### Task prompt:
Scan the entries below for the word "StructuredPrompt" and copy every line in which it occurs.

Collected data entries
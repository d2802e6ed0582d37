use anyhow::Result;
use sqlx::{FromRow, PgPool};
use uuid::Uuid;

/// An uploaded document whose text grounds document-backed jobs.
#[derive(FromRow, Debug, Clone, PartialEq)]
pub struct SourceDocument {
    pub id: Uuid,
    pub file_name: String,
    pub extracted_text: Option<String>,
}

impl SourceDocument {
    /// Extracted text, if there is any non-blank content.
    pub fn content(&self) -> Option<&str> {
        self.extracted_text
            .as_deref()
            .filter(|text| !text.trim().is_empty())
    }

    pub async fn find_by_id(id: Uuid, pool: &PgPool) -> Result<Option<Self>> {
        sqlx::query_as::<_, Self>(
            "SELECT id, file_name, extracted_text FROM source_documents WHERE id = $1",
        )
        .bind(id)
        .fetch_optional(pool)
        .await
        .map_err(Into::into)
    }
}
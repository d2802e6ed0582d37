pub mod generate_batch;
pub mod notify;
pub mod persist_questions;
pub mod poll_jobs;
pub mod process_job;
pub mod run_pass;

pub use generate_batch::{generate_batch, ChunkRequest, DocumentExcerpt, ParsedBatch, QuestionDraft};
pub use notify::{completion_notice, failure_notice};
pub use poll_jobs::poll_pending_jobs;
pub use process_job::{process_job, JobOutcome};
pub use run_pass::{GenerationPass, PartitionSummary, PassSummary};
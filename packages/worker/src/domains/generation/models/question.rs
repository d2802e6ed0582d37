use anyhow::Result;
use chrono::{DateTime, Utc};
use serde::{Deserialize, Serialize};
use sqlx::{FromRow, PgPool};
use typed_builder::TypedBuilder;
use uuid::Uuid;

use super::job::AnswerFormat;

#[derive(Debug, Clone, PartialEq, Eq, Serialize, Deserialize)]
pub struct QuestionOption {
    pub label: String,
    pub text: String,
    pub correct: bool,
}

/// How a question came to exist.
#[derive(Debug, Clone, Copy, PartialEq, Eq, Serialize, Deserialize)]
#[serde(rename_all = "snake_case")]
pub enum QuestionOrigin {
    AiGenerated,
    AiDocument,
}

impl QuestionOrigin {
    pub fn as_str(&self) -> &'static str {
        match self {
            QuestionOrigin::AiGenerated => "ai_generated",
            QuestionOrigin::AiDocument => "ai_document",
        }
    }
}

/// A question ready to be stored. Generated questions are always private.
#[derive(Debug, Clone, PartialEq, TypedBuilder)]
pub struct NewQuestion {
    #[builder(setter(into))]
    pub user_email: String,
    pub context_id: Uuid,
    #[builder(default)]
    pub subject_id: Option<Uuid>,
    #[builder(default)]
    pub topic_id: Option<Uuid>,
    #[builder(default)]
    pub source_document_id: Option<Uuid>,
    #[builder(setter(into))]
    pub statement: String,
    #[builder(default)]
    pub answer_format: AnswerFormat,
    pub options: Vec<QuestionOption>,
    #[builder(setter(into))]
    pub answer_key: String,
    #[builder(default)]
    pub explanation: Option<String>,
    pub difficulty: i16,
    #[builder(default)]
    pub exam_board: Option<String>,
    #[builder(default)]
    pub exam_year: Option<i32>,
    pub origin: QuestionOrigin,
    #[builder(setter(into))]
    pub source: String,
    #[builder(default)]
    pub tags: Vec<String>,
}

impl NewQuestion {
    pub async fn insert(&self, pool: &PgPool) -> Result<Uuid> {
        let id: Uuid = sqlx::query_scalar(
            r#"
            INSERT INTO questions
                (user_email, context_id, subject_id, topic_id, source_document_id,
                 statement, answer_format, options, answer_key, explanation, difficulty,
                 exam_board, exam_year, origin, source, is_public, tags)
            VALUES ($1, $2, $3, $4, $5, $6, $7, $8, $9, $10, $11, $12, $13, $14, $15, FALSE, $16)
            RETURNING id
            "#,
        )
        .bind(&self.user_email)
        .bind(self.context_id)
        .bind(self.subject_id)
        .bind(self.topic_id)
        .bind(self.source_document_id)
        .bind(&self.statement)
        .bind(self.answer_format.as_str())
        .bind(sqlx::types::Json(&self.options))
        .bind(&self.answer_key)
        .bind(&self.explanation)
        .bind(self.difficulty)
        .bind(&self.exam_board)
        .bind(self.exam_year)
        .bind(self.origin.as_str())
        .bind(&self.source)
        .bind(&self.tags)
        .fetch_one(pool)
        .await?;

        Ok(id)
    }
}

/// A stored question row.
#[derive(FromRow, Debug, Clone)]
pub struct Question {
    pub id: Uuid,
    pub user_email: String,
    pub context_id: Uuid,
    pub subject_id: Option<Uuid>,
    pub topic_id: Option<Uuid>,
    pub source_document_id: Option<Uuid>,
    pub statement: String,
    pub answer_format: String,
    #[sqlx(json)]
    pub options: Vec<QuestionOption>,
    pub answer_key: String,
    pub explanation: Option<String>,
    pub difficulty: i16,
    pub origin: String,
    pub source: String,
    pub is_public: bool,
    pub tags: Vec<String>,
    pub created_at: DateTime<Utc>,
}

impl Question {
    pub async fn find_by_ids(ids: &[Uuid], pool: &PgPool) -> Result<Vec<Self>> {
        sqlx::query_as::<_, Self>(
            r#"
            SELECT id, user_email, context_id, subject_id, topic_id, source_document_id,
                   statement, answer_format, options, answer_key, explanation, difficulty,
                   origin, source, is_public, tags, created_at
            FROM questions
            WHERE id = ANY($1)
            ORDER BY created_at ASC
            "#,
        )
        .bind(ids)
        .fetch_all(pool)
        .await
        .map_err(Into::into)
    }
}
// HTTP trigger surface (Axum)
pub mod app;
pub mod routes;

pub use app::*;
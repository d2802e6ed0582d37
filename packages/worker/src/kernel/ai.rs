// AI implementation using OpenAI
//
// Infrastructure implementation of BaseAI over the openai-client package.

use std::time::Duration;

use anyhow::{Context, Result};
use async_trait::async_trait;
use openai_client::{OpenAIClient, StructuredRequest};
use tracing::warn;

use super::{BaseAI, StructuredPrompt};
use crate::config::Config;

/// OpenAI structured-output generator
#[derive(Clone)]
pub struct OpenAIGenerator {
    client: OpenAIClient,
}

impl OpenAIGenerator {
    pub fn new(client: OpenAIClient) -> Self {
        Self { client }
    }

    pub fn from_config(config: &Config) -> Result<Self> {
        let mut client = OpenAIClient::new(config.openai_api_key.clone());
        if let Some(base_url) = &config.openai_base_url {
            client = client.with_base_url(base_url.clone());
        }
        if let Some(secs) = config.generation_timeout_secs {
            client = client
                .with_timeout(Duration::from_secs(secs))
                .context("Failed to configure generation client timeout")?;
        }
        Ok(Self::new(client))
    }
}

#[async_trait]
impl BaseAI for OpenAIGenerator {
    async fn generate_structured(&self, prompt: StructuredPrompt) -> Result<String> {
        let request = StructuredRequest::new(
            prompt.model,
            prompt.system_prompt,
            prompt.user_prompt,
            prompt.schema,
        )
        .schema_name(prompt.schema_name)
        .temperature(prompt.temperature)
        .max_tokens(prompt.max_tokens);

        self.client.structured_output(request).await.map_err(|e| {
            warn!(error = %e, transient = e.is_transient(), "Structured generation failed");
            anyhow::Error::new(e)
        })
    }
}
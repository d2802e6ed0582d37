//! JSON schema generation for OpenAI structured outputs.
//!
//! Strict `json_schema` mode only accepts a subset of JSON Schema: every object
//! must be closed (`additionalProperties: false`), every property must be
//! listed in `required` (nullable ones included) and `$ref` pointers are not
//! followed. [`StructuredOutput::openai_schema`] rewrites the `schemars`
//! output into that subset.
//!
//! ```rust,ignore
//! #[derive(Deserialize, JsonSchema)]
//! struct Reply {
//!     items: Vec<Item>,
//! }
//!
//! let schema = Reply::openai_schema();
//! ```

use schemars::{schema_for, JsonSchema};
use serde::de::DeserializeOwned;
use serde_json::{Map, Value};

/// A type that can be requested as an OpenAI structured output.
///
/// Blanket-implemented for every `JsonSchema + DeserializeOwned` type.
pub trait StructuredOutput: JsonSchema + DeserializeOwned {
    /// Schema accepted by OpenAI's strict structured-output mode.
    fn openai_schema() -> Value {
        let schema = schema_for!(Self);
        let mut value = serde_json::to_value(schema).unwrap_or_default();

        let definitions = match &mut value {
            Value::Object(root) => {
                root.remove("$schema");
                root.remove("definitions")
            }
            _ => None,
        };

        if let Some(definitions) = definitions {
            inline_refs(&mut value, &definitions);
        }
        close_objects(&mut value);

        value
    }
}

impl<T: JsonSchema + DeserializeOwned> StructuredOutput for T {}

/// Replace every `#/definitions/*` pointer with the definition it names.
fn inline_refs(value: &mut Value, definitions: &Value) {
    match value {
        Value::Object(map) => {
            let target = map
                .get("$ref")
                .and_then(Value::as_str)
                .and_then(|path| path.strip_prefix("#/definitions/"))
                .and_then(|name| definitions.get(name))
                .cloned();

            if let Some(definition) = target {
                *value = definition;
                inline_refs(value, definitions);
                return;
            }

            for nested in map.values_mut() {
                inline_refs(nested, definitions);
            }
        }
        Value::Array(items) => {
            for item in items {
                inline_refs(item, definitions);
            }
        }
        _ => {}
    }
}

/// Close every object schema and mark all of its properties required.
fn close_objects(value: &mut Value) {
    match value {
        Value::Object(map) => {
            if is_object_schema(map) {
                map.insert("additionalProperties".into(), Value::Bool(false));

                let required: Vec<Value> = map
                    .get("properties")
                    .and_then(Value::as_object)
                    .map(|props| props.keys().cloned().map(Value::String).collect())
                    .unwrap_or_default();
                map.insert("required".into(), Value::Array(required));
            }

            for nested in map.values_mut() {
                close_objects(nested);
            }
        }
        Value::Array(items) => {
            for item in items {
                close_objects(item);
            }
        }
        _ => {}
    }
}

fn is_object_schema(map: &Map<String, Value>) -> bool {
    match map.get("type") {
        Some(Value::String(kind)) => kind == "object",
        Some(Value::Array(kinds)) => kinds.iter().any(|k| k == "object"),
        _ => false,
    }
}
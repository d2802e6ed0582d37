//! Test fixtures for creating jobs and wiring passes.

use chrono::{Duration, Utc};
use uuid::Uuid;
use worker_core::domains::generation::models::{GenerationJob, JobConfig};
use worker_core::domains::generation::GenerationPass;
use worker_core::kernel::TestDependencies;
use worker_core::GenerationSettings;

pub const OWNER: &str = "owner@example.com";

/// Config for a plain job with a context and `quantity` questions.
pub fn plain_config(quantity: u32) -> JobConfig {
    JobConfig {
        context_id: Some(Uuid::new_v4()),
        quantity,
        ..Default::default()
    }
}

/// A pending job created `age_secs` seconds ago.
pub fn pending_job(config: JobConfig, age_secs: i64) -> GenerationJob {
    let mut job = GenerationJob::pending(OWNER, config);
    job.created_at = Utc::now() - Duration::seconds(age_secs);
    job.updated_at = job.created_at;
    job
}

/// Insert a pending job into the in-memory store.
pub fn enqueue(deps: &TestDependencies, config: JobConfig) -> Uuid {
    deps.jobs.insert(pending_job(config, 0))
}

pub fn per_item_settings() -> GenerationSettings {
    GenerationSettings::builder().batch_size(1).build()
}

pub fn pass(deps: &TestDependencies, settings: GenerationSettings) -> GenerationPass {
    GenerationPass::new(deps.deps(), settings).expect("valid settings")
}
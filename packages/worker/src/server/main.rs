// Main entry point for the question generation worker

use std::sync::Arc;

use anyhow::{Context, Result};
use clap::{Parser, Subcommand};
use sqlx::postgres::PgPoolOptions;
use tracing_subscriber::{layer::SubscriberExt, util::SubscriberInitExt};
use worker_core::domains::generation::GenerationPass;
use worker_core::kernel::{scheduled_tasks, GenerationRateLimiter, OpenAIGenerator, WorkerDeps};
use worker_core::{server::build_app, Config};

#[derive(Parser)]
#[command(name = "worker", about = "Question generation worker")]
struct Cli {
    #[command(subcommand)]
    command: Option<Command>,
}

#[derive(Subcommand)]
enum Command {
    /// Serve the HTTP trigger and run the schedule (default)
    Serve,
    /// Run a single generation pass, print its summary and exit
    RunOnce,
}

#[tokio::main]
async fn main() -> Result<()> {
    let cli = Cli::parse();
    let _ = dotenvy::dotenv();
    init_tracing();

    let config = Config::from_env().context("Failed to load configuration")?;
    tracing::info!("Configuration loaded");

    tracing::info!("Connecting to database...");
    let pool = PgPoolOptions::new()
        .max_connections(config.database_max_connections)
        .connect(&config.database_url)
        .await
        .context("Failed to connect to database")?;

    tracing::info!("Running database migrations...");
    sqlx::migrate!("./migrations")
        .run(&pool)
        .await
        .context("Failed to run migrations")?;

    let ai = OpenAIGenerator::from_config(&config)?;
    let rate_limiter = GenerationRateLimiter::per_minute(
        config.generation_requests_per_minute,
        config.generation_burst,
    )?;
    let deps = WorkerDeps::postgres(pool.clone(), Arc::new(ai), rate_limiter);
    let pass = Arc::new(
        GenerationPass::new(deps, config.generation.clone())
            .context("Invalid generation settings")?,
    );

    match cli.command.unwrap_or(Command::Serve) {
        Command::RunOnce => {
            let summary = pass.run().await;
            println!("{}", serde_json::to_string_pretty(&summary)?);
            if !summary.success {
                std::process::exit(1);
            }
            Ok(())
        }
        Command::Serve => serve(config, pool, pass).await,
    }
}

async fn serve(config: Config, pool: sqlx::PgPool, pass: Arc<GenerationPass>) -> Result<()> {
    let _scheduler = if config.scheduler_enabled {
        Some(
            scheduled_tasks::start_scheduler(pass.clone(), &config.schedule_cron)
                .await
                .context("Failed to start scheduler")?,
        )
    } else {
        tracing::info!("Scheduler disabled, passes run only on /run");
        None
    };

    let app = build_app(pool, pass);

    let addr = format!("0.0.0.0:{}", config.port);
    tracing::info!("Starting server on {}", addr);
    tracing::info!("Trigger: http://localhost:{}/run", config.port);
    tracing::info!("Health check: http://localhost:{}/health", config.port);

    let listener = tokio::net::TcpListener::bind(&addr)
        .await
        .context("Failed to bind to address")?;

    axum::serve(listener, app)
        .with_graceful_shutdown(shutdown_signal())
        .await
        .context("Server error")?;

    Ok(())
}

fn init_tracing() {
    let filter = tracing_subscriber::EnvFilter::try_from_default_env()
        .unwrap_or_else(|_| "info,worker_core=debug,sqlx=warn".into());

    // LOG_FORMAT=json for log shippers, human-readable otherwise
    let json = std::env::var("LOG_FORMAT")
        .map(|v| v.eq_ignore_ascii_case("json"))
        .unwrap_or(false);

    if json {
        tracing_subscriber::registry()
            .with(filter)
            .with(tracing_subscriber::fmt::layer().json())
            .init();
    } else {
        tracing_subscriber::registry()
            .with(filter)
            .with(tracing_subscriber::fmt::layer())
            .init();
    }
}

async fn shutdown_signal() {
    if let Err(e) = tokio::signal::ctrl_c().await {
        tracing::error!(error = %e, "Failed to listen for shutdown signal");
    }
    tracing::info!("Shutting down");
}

### Your response:
use super::{BaseAI, StructuredPrompt};
    async fn generate_structured(&self, prompt: StructuredPrompt) -> Result<String> {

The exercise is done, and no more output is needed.